Differences in payer evaluation and coverage of pharmaceuticals and medical procedures suggest that coverage may differ for medications and procedures independent of their clinical benefit. We hypothesized that coverage for medications is more restricted than corresponding coverage for nonmedication interventions.
We included top-selling medications and highly utilized procedures. For each intervention–indication pair, we classified value in terms of cost-effectiveness (incremental cost per quality-adjusted life-year), as reported by the Tufts Medical Center Cost-Effectiveness Analysis Registry. For each intervention–indication pair and for each of 10 large payers, we classified coverage, when available, as either “more restrictive” or as “not more restrictive,” compared with a benchmark. The benchmark reflected the US Food and Drug Administration label information, when available, or pertinent clinical guidelines. We compared coverage policies and the benchmark in terms of step edits and clinical restrictions. Finally, we regressed coverage restrictiveness against intervention type (medication or nonmedication), controlling for value (cost-effectiveness more or less favorable than a designated threshold).

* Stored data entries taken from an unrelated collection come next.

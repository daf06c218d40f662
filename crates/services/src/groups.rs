//! Group listing and administration.

use std::sync::Arc;

use domains::{validation, DomainError, Group, GroupRepository, NewGroup, Requester, Result};
use tracing::{info, instrument};

use crate::policy::ensure_staff;
use crate::Repositories;

pub struct GroupService {
    groups: Arc<dyn GroupRepository>,
}

impl GroupService {
    pub fn new(repos: &Repositories) -> Self {
        Self { groups: repos.groups.clone() }
    }

    pub async fn list(&self) -> Result<Vec<Group>> {
        self.groups.list().await
    }

    pub async fn get(&self, slug: &str) -> Result<Group> {
        self.groups
            .find_by_slug(slug)
            .await?
            .ok_or_else(|| DomainError::not_found("group", slug))
    }

    #[instrument(skip(self, requester, group), fields(slug = %group.slug))]
    pub async fn create(&self, requester: &Requester, group: NewGroup) -> Result<Group> {
        let admin = ensure_staff(requester)?;
        validation::slug(&group.slug)?;
        validation::group_title(&group.title)?;
        let created = self.groups.create(group).await?;
        info!(group_id = created.id, by = %admin.username, "group created");
        Ok(created)
    }

    /// Removes the group; its posts survive with no group.
    #[instrument(skip(self, requester))]
    pub async fn delete(&self, requester: &Requester, slug: &str) -> Result<()> {
        ensure_staff(requester)?;
        let group = self.get(slug).await?;
        self.groups.delete(group.id).await?;
        info!(group_id = group.id, "group deleted");
        Ok(())
    }
}
//! # Pagination
//!
//! Page-number pagination with paginator-style clamping: a missing or
//! malformed page number means the first page, a number past the end means
//! the last page, and an empty listing still has one (empty) page.

use domains::Page;

/// Fixed page size for every feed.
pub const PAGE_SIZE: u64 = 10;

/// A requested page number as it arrives from a query string.
#[derive(Debug, Clone, Copy, Default, PartialEq, Eq)]
pub struct PageRequest(Option<i64>);

impl PageRequest {
    pub fn first() -> Self {
        Self(Some(1))
    }

    pub fn number(n: i64) -> Self {
        Self(Some(n))
    }

    /// Parses a raw `?page=` value. Anything that is not an integer counts
    /// as "no page given". `"last"` is accepted like the paginator does.
    /// Integers too large for `i64` saturate, so they still clamp to an end.
    pub fn parse(raw: Option<&str>) -> Self {
        match raw.map(str::trim) {
            Some("last") => Self(Some(i64::MAX)),
            Some(s) => Self(s.parse().ok().or_else(|| saturated(s))),
            None => Self(None),
        }
    }
}

fn saturated(s: &str) -> Option<i64> {
    let (negative, digits) = match s.strip_prefix('-') {
        Some(rest) => (true, rest),
        None => (false, s.strip_prefix('+').unwrap_or(s)),
    };
    if digits.is_empty() || !digits.bytes().all(|b| b.is_ascii_digit()) {
        return None;
    }
    Some(if negative { i64::MIN } else { i64::MAX })
}

/// Resolves a [`PageRequest`] against a total item count.
#[derive(Debug, Clone, Copy)]
pub struct Paginator {
    count: u64,
    per_page: u64,
}

impl Paginator {
    pub fn new(count: u64, per_page: u64) -> Self {
        Self { count, per_page: per_page.max(1) }
    }

    pub fn num_pages(&self) -> u32 {
        let pages = self.count.div_ceil(self.per_page).max(1);
        u32::try_from(pages).unwrap_or(u32::MAX)
    }

    /// Clamps the request into `1..=num_pages`.
    pub fn clamp(&self, request: PageRequest) -> u32 {
        let last = i64::from(self.num_pages());
        match request.0 {
            None => 1,
            Some(n) if n < 1 => 1,
            Some(n) if n > last => self.num_pages(),
            // n is within 1..=last, which fits in u32
            Some(n) => n as u32,
        }
    }

    pub fn limit(&self) -> u64 {
        self.per_page
    }

    pub fn offset(&self, number: u32) -> u64 {
        u64::from(number.saturating_sub(1)) * self.per_page
    }

    pub fn page<T>(&self, number: u32, items: Vec<T>) -> Page<T> {
        Page { items, number, num_pages: self.num_pages(), count: self.count }
    }
}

We identified 392 medication and 185 procedure coverage decisions. A total of 26.3% of the medication coverage and 38.4% of the procedure coverage decisions were more restrictive than their corresponding benchmarks. After controlling for value, the odds of being more restrictive were 42% lower for medications than for procedures. Including unfavorable tier placement in the definition of “more restrictive” greatly increased the proportion of medication coverage decisions classified as “more restrictive” and reversed our findings.
Therapy access depends on factors other than cost and clinical benefit, suggesting potential health care system inefficiency.